Russell Harrop, Head of International Equities
In theory, investing is simple. It is about compounding your returns over time. It's hard to get your head around the fact that a 7% annual return means making 8 times your money over 30 years. Even harder, that 10% means 18 times. Of course, it is much easier said than done, especially when it is a statistical fact that even the world's greatest investors will make plenty of mistakes. Running your winners is therefore extremely important, but so is cutting your losers. Which is one of the reasons LGT Vestra do not believe in simply researching and recommending stocks because they are "in the index". An index is a great snapshot of history at a point in time; it is a terrible predictor of the future. When we are investing your money, we want it to be a privilege for any individual company's shares to be part of your portfolio.
Among the many factors we consider is the governance of a company. For instance, as a minority shareholder, do you have equal rights? While we are big fans of owner-entrepreneurs, we do not believe that means they are first among equals. We read a lot of IPO documents. First day price spikes and the still opaque allocation of IPO stock would take another article to do justice to the reasons why we almost never recommend them. Post-listing, some stocks can be interesting, but mostly the IPO documents provide valuable insight into the zeitgeist.
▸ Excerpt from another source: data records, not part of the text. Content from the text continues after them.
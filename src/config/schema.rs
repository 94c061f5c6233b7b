//! Configuration schema definitions.
//!
//! This module defines the complete configuration structure for the balancer.
//! All types derive Serde traits for deserialization from config files.

use serde::{Deserialize, Serialize};
use std::time::Duration;

/// Root configuration for the load balancer.
#[derive(Debug, Clone, Deserialize, Serialize, Default)]
#[serde(default)]
pub struct ProxyConfig {
    /// Listener configuration (bind address).
    pub listener: ListenerConfig,

    /// Health check settings.
    pub health_check: HealthCheckConfig,

    /// Public proxy path settings.
    pub proxy: ProxyPathConfig,

    /// Backend registration endpoint settings.
    pub registration: RegistrationConfig,

    /// Observability settings.
    pub observability: ObservabilityConfig,

    /// Admin inspection routes.
    pub admin: AdminConfig,
}

/// Listener configuration.
#[derive(Debug, Clone, Deserialize, Serialize)]
#[serde(default)]
pub struct ListenerConfig {
    /// Bind address (e.g., "0.0.0.0:8080").
    pub bind_address: String,
}

impl Default for ListenerConfig {
    fn default() -> Self {
        Self {
            bind_address: "0.0.0.0:8080".to_string(),
        }
    }
}

/// Health check configuration.
#[derive(Debug, Clone, Deserialize, Serialize)]
#[serde(default)]
pub struct HealthCheckConfig {
    /// Enable the background health monitor.
    pub enabled: bool,

    /// Health check interval in seconds.
    pub interval_secs: u64,

    /// Per-probe timeout in seconds.
    pub timeout_secs: u64,

    /// Path to probe on each backend.
    pub path: String,

    /// Consecutive failed probes after which a dead backend is evicted.
    pub max_tries: u32,
}

impl HealthCheckConfig {
    pub fn interval(&self) -> Duration {
        Duration::from_secs(self.interval_secs)
    }

    pub fn timeout(&self) -> Duration {
        Duration::from_secs(self.timeout_secs)
    }
}

impl Default for HealthCheckConfig {
    fn default() -> Self {
        Self {
            enabled: true,
            interval_secs: 3,
            timeout_secs: 5,
            path: "/health".to_string(),
            max_tries: 3,
        }
    }
}

/// Public path and upstream forwarding configuration.
#[derive(Debug, Clone, Deserialize, Serialize)]
#[serde(default)]
pub struct ProxyPathConfig {
    /// Path the balancer serves to clients.
    pub public_path: String,

    /// Path requested on the selected backend.
    pub upstream_path: String,

    /// Deadline for the outbound GET, in seconds.
    pub upstream_timeout_secs: u64,

    /// Deadline for a whole inbound request, in seconds.
    pub request_timeout_secs: u64,
}

impl ProxyPathConfig {
    pub fn upstream_timeout(&self) -> Duration {
        Duration::from_secs(self.upstream_timeout_secs)
    }
}

impl Default for ProxyPathConfig {
    fn default() -> Self {
        Self {
            public_path: "/hello".to_string(),
            upstream_path: "/hello".to_string(),
            upstream_timeout_secs: 30,
            request_timeout_secs: 60,
        }
    }
}

/// Registration endpoint configuration.
#[derive(Debug, Clone, Deserialize, Serialize)]
#[serde(default)]
pub struct RegistrationConfig {
    /// Path backends POST their announcement to.
    pub path: String,

    /// Largest accepted registration body in bytes.
    pub max_body_bytes: usize,
}

impl Default for RegistrationConfig {
    fn default() -> Self {
        Self {
            path: "/register".to_string(),
            max_body_bytes: 64 * 1024,
        }
    }
}

/// Observability configuration.
#[derive(Debug, Clone, Deserialize, Serialize)]
#[serde(default)]
pub struct ObservabilityConfig {
    /// Log level (trace, debug, info, warn, error).
    pub log_level: String,

    /// Enable metrics endpoint.
    pub metrics_enabled: bool,

    /// Metrics endpoint bind address.
    pub metrics_address: String,
}

impl Default for ObservabilityConfig {
    fn default() -> Self {
        Self {
            log_level: "info".to_string(),
            metrics_enabled: false,
            metrics_address: "0.0.0.0:9090".to_string(),
        }
    }
}

/// Admin inspection configuration.
#[derive(Debug, Clone, Deserialize, Serialize)]
#[serde(default)]
pub struct AdminConfig {
    /// Mount the `/admin` routes on the main listener.
    pub enabled: bool,

    /// API key for authentication (Bearer token).
    pub api_key: String,
}

impl Default for AdminConfig {
    fn default() -> Self {
        Self {
            enabled: false,
            // WARNING: This is a placeholder! Change this in production.
            api_key: "CHANGE_ME_IN_PRODUCTION".to_string(),
        }
    }
}
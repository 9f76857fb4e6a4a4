use thiserror::Error;

/// Every way a request can fail. All variants are terminal for the request.
#[derive(Error, Debug)]
pub enum WordBattleError {
    #[error("{0}")]
    NotFound(String),

    #[error("{0}")]
    Validation(String),

    #[error("Username \"{username}\" already exists")]
    UsernameTaken { username: String },

    #[error("Word rejected: {}", .reasons.join("; "))]
    ContentRejected { reasons: Vec<String> },

    #[error("Word is too similar to \"{word}\" registered by {username}")]
    DuplicateWord { username: String, word: String },

    #[error("No opponents found")]
    NoOpponentAvailable,

    #[error("Upstream call failed: {0}")]
    UpstreamFailure(String),

    #[error("Storage error: {0}")]
    Storage(String),

    #[error("Config error: {0}")]
    Config(String),
}

pub type Result<T> = std::result::Result<T, WordBattleError>;

impl WordBattleError {
    /// Stable tag surfaced to clients alongside the message.
    pub fn kind(&self) -> &'static str {
        match self {
            WordBattleError::NotFound(_) => "NotFound",
            WordBattleError::Validation(_) => "ValidationError",
            WordBattleError::UsernameTaken { .. } => "UsernameTaken",
            WordBattleError::ContentRejected { .. } => "ContentRejected",
            WordBattleError::DuplicateWord { .. } => "DuplicateWord",
            WordBattleError::NoOpponentAvailable => "NoOpponentAvailable",
            WordBattleError::UpstreamFailure(_) => "UpstreamFailure",
            WordBattleError::Storage(_) | WordBattleError::Config(_) => "ServerError",
        }
    }

    pub fn status_code(&self) -> u16 {
        match self {
            WordBattleError::NotFound(_) => 404,
            WordBattleError::Validation(_) => 400,
            WordBattleError::UsernameTaken { .. }
            | WordBattleError::DuplicateWord { .. }
            | WordBattleError::NoOpponentAvailable => 409,
            WordBattleError::ContentRejected { .. } => 422,
            WordBattleError::UpstreamFailure(_) => 502,
            WordBattleError::Storage(_) | WordBattleError::Config(_) => 500,
        }
    }
}

impl From<reqwest::Error> for WordBattleError {
    fn from(err: reqwest::Error) -> Self {
        WordBattleError::UpstreamFailure(err.to_string())
    }
}

impl From<serde_json::Error> for WordBattleError {
    fn from(err: serde_json::Error) -> Self {
        WordBattleError::Storage(format!("serialization: {}", err))
    }
}

impl From<std::io::Error> for WordBattleError {
    fn from(err: std::io::Error) -> Self {
        WordBattleError::Storage(err.to_string())
    }
}

#[cfg(test)]
mod tests {
    use super::*;

    #[test]
    fn rejected_content_lists_every_reason() {
        let err = WordBattleError::ContentRejected {
            reasons: vec!["asks to always win".into(), "slur".into()],
        };
        assert_eq!(err.to_string(), "Word rejected: asks to always win; slur");
        assert_eq!(err.status_code(), 422);
    }

    #[test]
    fn internal_failures_share_the_server_error_tag() {
        assert_eq!(WordBattleError::Storage("disk".into()).kind(), "ServerError");
        assert_eq!(WordBattleError::Config("bad".into()).status_code(), 500);
    }
}
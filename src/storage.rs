use std::fs::{File, OpenOptions};
use std::io::{self, Read, Seek, SeekFrom, Write};
use std::path::{Path, PathBuf};

use rkyv::{Archive, Deserialize as RkyvDeserialize, Serialize as RkyvSerialize};
use rkyv::{AlignedVec, Deserialize};
use tracing::warn;

// Refuse to allocate for a corrupt length prefix.
const MAX_ENTRY_SIZE: usize = 16 * 1024 * 1024;

/// One framed write in the segment. Later entries for the same key win.
#[derive(Archive, RkyvDeserialize, RkyvSerialize, Debug, Clone, PartialEq)]
#[archive(check_bytes)]
pub struct Entry {
    pub key: String,
    /// Embedding payload; empty for JSON-only entries.
    pub vector: Vec<f32>,
    pub payload: Vec<u8>,
    /// When the entry was written (ms since epoch).
    pub tx_time: u64,
}

impl Entry {
    pub fn json(key: String, payload: Vec<u8>, tx_time: u64) -> Self {
        Self { key, vector: Vec::new(), payload, tx_time }
    }
}

/// Append-only log file: `[Length (4b)][rkyv Entry (N bytes)]*`.
#[derive(Debug)]
pub struct Segment {
    pub file_path: PathBuf,
    file: File,
    strict: bool,
    current_offset: u64,
}

impl Segment {
    /// Opens (or creates) the segment. A torn tail left by a crash is cut off.
    pub fn new(path: &Path, strict: bool) -> io::Result<Self> {
        let file = OpenOptions::new()
        .read(true)
        .append(true)
        .create(true)
        .open(path)?;

        let mut segment = Self {
            file_path: path.to_path_buf(),
            file,
            strict,
            current_offset: 0,
        };

        let len = segment.file.metadata()?.len();
        let valid_end = segment.scan_valid_end(len)?;
        if valid_end < len {
            warn!(path = %path.display(), valid_end, len, "truncating torn segment tail");
            segment.file.set_len(valid_end)?;
        }
        segment.current_offset = valid_end;
        Ok(segment)
    }

    fn scan_valid_end(&self, len: u64) -> io::Result<u64> {
        let mut offset = 0;
        while offset < len {
            match self.read_framed(offset) {
                Ok((_, next)) if next <= len => offset = next,
                _ => break,
            }
        }
        Ok(offset)
    }

    fn encode(entry: &Entry) -> io::Result<AlignedVec> {
        rkyv::to_bytes::<_, 4096>(entry)
        .map_err(|e| io::Error::new(io::ErrorKind::Other, e.to_string()))
    }

    /// Appends one entry and returns its offset.
    pub fn append(&mut self, entry: &Entry) -> io::Result<u64> {
        let offsets = self.append_batch(std::slice::from_ref(entry))?;
        Ok(offsets[0])
    }

    /// Appends entries with a single write and a single sync.
    pub fn append_batch(&mut self, entries: &[Entry]) -> io::Result<Vec<u64>> {
        let mut buf = Vec::new();
        let mut offsets = Vec::with_capacity(entries.len());
        for entry in entries {
            let bytes = Self::encode(entry)?;
            offsets.push(self.current_offset + buf.len() as u64);
            buf.extend_from_slice(&(bytes.len() as u32).to_le_bytes());
            buf.extend_from_slice(&bytes);
        }

        // Bytes past the last committed frame belong to a failed write.
        let file_len = self.file.metadata()?.len();
        if file_len != self.current_offset {
            warn!(path = %self.file_path.display(), committed = self.current_offset, file_len, "cutting uncommitted bytes");
            self.file.set_len(self.current_offset)?;
        }

        if let Err(e) = self.write_durable(&buf) {
            if let Err(cut) = self.file.set_len(self.current_offset) {
                warn!(path = %self.file_path.display(), error = %cut, "could not roll back partial write");
            }
            return Err(e);
        }
        self.current_offset += buf.len() as u64;
        Ok(offsets)
    }

    fn write_durable(&mut self, buf: &[u8]) -> io::Result<()> {
        self.file.write_all(buf)?;
        if self.strict {
            self.file.sync_data()?;
        }
        Ok(())
    }

    pub fn read(&self, offset: u64) -> io::Result<Entry> {
        self.read_framed(offset).map(|(entry, _)| entry)
    }

    /// Every entry in write order, with its offset.
    pub fn scan(&self) -> io::Result<Vec<(u64, Entry)>> {
        let mut out = Vec::new();
        let mut offset = 0;
        while offset < self.current_offset {
            let (entry, next) = self.read_framed(offset)?;
            out.push((offset, entry));
            offset = next;
        }
        Ok(out)
    }

    pub fn len_bytes(&self) -> u64 {
        self.current_offset
    }

    fn read_framed(&self, offset: u64) -> io::Result<(Entry, u64)> {
        // Clone file handle for the read; appends ignore the cursor
        let mut file = self.file.try_clone()?;
        file.seek(SeekFrom::Start(offset))?;

        let mut len_buf = [0u8; 4];
        file.read_exact(&mut len_buf)?;
        let len = u32::from_le_bytes(len_buf) as usize;
        if len > MAX_ENTRY_SIZE {
            return Err(io::Error::new(io::ErrorKind::InvalidData, format!("entry length {} too large", len)));
        }

        let mut bytes = vec![0u8; len];
        file.read_exact(&mut bytes)?;

        let mut aligned = AlignedVec::with_capacity(len);
        aligned.extend_from_slice(&bytes);

        let archived = rkyv::check_archived_root::<Entry>(&aligned[..])
        .map_err(|e| io::Error::new(io::ErrorKind::InvalidData, format!("{:?}", e)))?;
        let entry: Entry = archived
        .deserialize(&mut rkyv::Infallible)
        .map_err(|_| io::Error::new(io::ErrorKind::InvalidData, "undecodable entry"))?;

        Ok((entry, offset + 4 + len as u64))
    }
}

#[cfg(test)]
mod tests {
    use super::*;

    #[test]
    fn append_then_read_back() {
        let dir = tempfile::tempdir().unwrap();
        let path = dir.path().join("seg.dat");
        let mut seg = Segment::new(&path, false).unwrap();

        let a = Entry { key: "k1".into(), vector: vec![0.5, -1.0], payload: b"one".to_vec(), tx_time: 1 };
        let b = Entry::json("k2".into(), b"two".to_vec(), 2);
        let off_a = seg.append(&a).unwrap();
        let offs = seg.append_batch(&[b.clone(), a.clone()]).unwrap();

        assert_eq!(off_a, 0);
        assert_eq!(seg.read(offs[0]).unwrap(), b);
        assert_eq!(seg.read(offs[1]).unwrap(), a);
        assert_eq!(seg.scan().unwrap().len(), 3);
    }

    #[test]
    fn reopen_cuts_torn_tail() {
        let dir = tempfile::tempdir().unwrap();
        let path = dir.path().join("seg.dat");
        {
            let mut seg = Segment::new(&path, true).unwrap();
            seg.append(&Entry::json("k".into(), b"v".to_vec(), 1)).unwrap();
        }
        let good_len = std::fs::metadata(&path).unwrap().len();
        {
            let mut f = OpenOptions::new().append(true).open(&path).unwrap();
            f.write_all(&[200, 0, 0, 0, 1, 2, 3]).unwrap();
        }

        let seg = Segment::new(&path, false).unwrap();
        assert_eq!(seg.len_bytes(), good_len);
        assert_eq!(seg.scan().unwrap().len(), 1);
    }

    #[test]
    fn append_after_partial_write_keeps_offsets_aligned() {
        let dir = tempfile::tempdir().unwrap();
        let path = dir.path().join("seg.dat");
        let mut seg = Segment::new(&path, false).unwrap();
        let first = Entry::json("k1".into(), b"one".to_vec(), 1);
        seg.append(&first).unwrap();

        // Half a frame left behind by a write that errored out.
        {
            let mut f = OpenOptions::new().append(true).open(&path).unwrap();
            f.write_all(&[64, 0, 0, 0, 9, 9]).unwrap();
        }

        let second = Entry::json("k2".into(), b"two".to_vec(), 2);
        let off = seg.append(&second).unwrap();
        assert_eq!(seg.read(off).unwrap(), second);
        assert_eq!(std::fs::metadata(&path).unwrap().len(), seg.len_bytes());

        let entries: Vec<Entry> = seg.scan().unwrap().into_iter().map(|(_, e)| e).collect();
        assert_eq!(entries, vec![first, second]);
    }
}
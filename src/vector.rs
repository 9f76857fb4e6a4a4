/// Cosine threshold above which two embeddings are the same idea.
pub const HIGH_SIMILARITY: f32 = 0.8;

/// Cosine similarity in [-1, 1]. HIGHER is closer.
///
/// Unrolled by 8 so LLVM can keep dot and both norms in vector registers.
/// `None` when the dimensions differ: the vectors come from different
/// embedding spaces and are not comparable.
/// A zero vector has no direction and is similar to nothing (returns 0).
#[inline(always)]
pub fn cosine_similarity(a: &[f32], b: &[f32]) -> Option<f32> {
    if a.len() != b.len() {
        return None;
    }
    let len = a.len();

    let mut dot = 0.0;
    let mut norm_a = 0.0;
    let mut norm_b = 0.0;

    let chunks = a.chunks_exact(8);
    let b_chunks = b.chunks_exact(8);
    let remainder_start = len - len % 8;

    for (ac, bc) in chunks.zip(b_chunks) {
        dot += ac[0]*bc[0] + ac[1]*bc[1] + ac[2]*bc[2] + ac[3]*bc[3] +
        ac[4]*bc[4] + ac[5]*bc[5] + ac[6]*bc[6] + ac[7]*bc[7];

        norm_a += ac[0]*ac[0] + ac[1]*ac[1] + ac[2]*ac[2] + ac[3]*ac[3] +
        ac[4]*ac[4] + ac[5]*ac[5] + ac[6]*ac[6] + ac[7]*ac[7];

        norm_b += bc[0]*bc[0] + bc[1]*bc[1] + bc[2]*bc[2] + bc[3]*bc[3] +
        bc[4]*bc[4] + bc[5]*bc[5] + bc[6]*bc[6] + bc[7]*bc[7];
    }

    for i in remainder_start..len {
        dot += a[i] * b[i];
        norm_a += a[i] * a[i];
        norm_b += b[i] * b[i];
    }

    if norm_a == 0.0 || norm_b == 0.0 { return Some(0.0); }
    Some(dot / (norm_a.sqrt() * norm_b.sqrt()))
}

/// Strictly greater than `threshold`: a pair sitting exactly on it is not similar.
/// Mismatched dimensions are never similar.
pub fn are_similar(a: &[f32], b: &[f32], threshold: f32) -> bool {
    matches!(cosine_similarity(a, b), Some(sim) if sim > threshold)
}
Snapchat listed in 2017 by selling $3.5bn in stock that has NO voting rights at all. The co-founders would be able to maintain ownership of the company even once they had sold down their stakes substantially, and post death (yes, really). This is not the sole reason we do not recommend the stock – Facebook and Instagram 'sharing' most of its features, showing little moat around the business counts more – but it does not help.
WeWork, the ill-starred, free beer, flexible office space lessor, gave 20 times the voting rights to its (now former) CEO than every other investor. Even the stock market eventually balked at that. Although their selling short-term memberships to buy long-term property leases model might have had more to do with it. (Lehmans/Northern Rock, anyone?). And now, along comes the UK's 'The Hut Group', where the 20% CEO and family stake gives them a voting majority for the next three years… even in the event of his death. I am forced to question: is that really necessary? The winner in terms of poor corporate governance has to be recent big-data-for-spooks provider, Palantir, from over the pond. The capital structure is opaque at best, but appears to give the three co-founders a voting majority irrespective of their underlying ownership. Don't worry though, it's 'only' valid until the youngest of them shuffles off this mortal coil. He is 37.
We are not dogmatic, having recommended Google/Alphabet for years despite the co-founders ruling the voting roost even with only 11% of underlying equity. We would prefer this were not the case, but in the round, transparency of earnings disclosure, the huge moat around the business, and the lack of abuse of their voting rights in the 23 years since listing, have outweighed this for us. Similarly, we are ok with Berkshire Hathaway issuing non-voting stock where holders even need to buy a ticket for the AGM! In the 24 years they have been around, nothing management has done suggests there is more implicit risk in holding the non-voting shares. We are, of course, careful to ensure this remains the case.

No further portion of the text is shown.